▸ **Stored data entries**
________________________________________

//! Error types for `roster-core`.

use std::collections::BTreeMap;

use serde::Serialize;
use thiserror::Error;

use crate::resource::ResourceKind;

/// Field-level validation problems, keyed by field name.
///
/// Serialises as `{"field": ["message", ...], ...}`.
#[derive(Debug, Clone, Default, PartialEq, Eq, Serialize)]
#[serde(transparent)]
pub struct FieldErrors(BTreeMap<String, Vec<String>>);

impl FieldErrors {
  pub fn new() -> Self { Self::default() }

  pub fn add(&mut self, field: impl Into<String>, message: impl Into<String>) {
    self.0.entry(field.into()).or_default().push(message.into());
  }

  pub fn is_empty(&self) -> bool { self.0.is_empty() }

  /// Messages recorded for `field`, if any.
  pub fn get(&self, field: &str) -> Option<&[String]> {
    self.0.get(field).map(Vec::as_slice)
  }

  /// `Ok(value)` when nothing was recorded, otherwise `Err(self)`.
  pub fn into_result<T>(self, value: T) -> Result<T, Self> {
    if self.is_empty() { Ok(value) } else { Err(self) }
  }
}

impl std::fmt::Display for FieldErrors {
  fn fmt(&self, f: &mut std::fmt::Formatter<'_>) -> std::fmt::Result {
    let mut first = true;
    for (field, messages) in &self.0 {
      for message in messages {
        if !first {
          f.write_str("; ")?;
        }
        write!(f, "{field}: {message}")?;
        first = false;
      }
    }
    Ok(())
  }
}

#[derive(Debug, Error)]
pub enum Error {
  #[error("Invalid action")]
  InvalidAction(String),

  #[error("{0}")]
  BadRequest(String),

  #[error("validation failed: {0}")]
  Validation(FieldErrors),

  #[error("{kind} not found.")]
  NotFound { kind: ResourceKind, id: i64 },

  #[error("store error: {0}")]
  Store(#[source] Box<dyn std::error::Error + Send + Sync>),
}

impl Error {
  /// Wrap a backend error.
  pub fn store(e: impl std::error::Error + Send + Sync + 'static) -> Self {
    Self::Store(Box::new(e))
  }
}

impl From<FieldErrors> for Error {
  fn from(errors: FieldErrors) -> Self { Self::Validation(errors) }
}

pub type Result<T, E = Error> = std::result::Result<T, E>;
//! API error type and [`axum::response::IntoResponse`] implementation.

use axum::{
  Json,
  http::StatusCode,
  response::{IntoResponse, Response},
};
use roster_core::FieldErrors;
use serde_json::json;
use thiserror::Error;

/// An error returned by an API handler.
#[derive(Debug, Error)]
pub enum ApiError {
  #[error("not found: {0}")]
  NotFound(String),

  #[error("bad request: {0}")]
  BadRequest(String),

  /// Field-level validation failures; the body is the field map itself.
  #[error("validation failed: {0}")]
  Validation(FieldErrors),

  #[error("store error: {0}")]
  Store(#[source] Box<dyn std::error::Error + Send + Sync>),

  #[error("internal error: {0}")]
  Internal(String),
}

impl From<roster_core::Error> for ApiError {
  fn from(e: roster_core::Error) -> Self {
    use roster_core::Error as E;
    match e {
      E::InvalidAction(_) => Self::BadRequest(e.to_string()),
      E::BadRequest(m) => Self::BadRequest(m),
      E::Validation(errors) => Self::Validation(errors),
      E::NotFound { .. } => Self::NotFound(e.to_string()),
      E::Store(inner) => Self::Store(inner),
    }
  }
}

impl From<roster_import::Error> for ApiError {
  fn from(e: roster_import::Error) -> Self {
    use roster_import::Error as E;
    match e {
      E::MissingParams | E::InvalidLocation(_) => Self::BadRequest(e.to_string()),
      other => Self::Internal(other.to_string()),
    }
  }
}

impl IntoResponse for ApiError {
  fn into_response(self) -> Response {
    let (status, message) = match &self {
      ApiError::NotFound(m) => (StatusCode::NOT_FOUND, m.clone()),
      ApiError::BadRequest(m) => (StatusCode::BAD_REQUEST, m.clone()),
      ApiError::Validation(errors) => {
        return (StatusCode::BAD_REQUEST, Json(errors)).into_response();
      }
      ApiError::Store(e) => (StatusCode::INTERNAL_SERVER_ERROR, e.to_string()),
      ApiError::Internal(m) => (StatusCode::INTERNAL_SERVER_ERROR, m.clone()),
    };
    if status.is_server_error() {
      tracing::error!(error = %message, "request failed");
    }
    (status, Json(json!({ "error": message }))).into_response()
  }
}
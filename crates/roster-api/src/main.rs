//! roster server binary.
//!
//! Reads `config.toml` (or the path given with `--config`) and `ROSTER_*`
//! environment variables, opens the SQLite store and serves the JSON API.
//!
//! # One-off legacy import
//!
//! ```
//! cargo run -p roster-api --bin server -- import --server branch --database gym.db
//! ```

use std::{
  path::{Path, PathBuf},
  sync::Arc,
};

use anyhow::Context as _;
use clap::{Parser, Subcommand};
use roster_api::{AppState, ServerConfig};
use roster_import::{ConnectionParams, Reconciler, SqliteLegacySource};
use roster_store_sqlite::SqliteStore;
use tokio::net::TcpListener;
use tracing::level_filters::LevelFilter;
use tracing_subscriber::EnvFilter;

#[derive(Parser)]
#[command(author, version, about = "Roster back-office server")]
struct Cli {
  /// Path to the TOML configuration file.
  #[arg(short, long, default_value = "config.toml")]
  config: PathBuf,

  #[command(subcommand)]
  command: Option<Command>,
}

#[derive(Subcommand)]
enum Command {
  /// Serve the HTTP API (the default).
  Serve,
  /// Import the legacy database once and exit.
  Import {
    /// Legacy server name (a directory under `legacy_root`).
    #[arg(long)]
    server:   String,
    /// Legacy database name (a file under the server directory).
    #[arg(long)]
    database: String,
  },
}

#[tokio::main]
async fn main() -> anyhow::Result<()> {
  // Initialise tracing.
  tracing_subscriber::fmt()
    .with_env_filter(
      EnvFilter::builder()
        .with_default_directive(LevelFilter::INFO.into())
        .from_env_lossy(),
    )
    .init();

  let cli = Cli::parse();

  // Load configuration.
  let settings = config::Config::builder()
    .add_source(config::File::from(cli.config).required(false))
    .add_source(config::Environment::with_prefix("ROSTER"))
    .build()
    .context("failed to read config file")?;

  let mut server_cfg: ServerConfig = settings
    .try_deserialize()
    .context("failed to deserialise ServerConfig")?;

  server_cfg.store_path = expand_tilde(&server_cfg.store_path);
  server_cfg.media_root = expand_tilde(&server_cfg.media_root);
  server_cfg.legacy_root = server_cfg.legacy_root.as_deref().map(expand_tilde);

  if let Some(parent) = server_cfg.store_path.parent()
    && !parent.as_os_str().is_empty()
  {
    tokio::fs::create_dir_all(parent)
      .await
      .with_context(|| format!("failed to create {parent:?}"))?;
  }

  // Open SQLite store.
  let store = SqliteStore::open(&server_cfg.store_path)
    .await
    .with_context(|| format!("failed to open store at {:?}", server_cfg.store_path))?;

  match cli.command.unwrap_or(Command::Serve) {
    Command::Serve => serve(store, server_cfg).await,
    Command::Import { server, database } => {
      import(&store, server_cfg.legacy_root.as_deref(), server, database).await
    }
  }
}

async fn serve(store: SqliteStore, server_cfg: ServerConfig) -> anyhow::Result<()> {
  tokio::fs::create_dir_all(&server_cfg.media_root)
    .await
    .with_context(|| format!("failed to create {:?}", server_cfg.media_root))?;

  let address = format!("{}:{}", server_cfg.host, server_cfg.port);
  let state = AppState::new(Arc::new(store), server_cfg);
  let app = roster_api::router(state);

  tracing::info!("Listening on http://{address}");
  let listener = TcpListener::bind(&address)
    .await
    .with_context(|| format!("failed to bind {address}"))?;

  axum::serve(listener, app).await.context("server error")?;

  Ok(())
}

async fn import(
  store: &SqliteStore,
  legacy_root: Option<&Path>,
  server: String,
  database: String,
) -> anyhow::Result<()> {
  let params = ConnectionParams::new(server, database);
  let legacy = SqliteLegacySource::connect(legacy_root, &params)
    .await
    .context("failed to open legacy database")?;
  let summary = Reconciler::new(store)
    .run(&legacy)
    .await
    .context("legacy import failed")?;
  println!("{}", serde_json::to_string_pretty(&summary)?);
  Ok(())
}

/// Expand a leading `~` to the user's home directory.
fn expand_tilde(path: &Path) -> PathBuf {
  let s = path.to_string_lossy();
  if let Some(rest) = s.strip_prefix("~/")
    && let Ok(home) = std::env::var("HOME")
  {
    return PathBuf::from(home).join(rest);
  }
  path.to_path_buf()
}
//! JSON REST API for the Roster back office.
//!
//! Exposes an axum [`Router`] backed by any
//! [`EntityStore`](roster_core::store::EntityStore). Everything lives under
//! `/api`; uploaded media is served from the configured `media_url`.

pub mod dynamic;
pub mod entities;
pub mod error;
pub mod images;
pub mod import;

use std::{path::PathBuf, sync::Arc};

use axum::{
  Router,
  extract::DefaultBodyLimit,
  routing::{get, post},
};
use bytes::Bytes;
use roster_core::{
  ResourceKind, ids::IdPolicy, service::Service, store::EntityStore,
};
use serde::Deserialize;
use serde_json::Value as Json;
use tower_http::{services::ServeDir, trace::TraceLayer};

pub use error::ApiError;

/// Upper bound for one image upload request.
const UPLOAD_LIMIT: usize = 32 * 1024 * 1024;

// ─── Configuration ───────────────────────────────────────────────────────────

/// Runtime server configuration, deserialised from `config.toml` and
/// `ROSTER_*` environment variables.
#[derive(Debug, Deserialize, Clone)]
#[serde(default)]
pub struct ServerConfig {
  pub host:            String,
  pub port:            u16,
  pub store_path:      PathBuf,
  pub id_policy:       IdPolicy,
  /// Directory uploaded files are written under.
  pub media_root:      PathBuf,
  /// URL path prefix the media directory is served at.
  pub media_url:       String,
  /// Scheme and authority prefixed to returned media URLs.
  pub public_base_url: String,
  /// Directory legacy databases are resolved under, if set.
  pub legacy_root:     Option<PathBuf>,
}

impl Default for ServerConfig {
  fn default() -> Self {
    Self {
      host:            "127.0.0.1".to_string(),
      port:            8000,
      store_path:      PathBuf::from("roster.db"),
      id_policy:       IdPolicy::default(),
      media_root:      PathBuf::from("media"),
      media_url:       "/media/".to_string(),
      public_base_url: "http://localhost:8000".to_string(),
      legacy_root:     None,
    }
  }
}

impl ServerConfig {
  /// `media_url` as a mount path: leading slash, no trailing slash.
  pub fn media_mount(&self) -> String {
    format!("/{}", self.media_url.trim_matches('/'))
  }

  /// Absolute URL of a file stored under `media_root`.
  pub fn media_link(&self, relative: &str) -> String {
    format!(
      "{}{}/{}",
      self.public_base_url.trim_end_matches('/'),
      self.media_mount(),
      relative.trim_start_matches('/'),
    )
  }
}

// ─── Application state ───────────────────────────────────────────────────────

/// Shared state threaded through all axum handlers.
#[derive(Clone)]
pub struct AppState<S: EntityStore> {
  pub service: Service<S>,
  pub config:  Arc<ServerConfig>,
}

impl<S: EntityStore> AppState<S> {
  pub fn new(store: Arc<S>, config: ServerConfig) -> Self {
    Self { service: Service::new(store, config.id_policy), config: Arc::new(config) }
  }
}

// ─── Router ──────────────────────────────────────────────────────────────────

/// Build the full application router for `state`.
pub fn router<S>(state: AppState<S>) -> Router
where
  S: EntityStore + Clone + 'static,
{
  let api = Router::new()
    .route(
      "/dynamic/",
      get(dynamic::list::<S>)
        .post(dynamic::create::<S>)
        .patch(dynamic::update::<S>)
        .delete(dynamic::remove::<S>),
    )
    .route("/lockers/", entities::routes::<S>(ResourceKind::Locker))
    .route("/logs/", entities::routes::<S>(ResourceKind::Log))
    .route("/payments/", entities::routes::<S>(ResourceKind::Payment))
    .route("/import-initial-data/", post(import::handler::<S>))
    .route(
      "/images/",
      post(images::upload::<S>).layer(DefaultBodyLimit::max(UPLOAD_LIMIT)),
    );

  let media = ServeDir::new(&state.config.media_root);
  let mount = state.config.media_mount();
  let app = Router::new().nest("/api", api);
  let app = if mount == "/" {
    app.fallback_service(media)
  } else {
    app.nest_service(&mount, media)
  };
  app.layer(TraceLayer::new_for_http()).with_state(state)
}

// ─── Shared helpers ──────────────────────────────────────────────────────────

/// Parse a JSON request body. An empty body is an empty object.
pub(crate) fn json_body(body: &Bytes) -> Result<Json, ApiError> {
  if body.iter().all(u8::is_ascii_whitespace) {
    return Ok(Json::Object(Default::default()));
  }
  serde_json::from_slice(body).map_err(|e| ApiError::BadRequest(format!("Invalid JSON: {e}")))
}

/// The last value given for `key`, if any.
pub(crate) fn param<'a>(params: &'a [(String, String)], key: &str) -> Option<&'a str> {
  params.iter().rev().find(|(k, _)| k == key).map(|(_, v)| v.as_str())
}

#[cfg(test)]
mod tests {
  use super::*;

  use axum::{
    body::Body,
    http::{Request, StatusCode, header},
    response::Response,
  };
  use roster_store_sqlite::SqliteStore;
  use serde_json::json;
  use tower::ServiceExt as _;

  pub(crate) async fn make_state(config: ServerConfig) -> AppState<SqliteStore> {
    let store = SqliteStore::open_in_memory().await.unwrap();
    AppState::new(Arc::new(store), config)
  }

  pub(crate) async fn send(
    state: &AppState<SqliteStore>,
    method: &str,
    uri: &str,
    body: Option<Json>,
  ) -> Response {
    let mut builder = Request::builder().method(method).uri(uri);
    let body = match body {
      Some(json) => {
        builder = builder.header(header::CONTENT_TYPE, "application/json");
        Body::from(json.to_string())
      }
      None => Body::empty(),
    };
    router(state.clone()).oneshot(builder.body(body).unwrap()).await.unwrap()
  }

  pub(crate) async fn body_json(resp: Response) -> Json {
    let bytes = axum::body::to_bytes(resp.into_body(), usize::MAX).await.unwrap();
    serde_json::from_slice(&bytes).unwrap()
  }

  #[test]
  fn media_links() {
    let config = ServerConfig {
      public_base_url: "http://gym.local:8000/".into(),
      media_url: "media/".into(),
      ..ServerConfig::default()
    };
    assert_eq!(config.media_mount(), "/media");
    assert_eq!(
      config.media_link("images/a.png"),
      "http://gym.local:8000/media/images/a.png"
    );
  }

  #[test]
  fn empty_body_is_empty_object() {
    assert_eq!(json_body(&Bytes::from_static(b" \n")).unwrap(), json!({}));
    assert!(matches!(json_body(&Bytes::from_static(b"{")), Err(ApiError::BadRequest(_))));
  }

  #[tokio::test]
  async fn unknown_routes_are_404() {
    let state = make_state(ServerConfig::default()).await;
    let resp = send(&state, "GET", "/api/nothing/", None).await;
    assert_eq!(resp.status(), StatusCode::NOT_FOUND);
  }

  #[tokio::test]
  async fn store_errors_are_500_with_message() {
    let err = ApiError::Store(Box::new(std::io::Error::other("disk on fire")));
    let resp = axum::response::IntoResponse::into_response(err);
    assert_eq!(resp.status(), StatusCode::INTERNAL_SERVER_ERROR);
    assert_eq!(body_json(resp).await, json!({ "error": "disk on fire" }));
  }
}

________________________________________

▸ **Directions for this task**
Your answer must be the lines above from the one containing "pub fn new()" to the one containing "pub fn is_empty(&self)", both included, restated word for word.

▸ **Result for this task**
  pub fn new() -> Self { Self::default() }

  pub fn add(&mut self, field: impl Into<String>, message: impl Into<String>) {
    self.0.entry(field.into()).or_default().push(message.into());
  }

  pub fn is_empty(&self) -> bool { self.0.is_empty() }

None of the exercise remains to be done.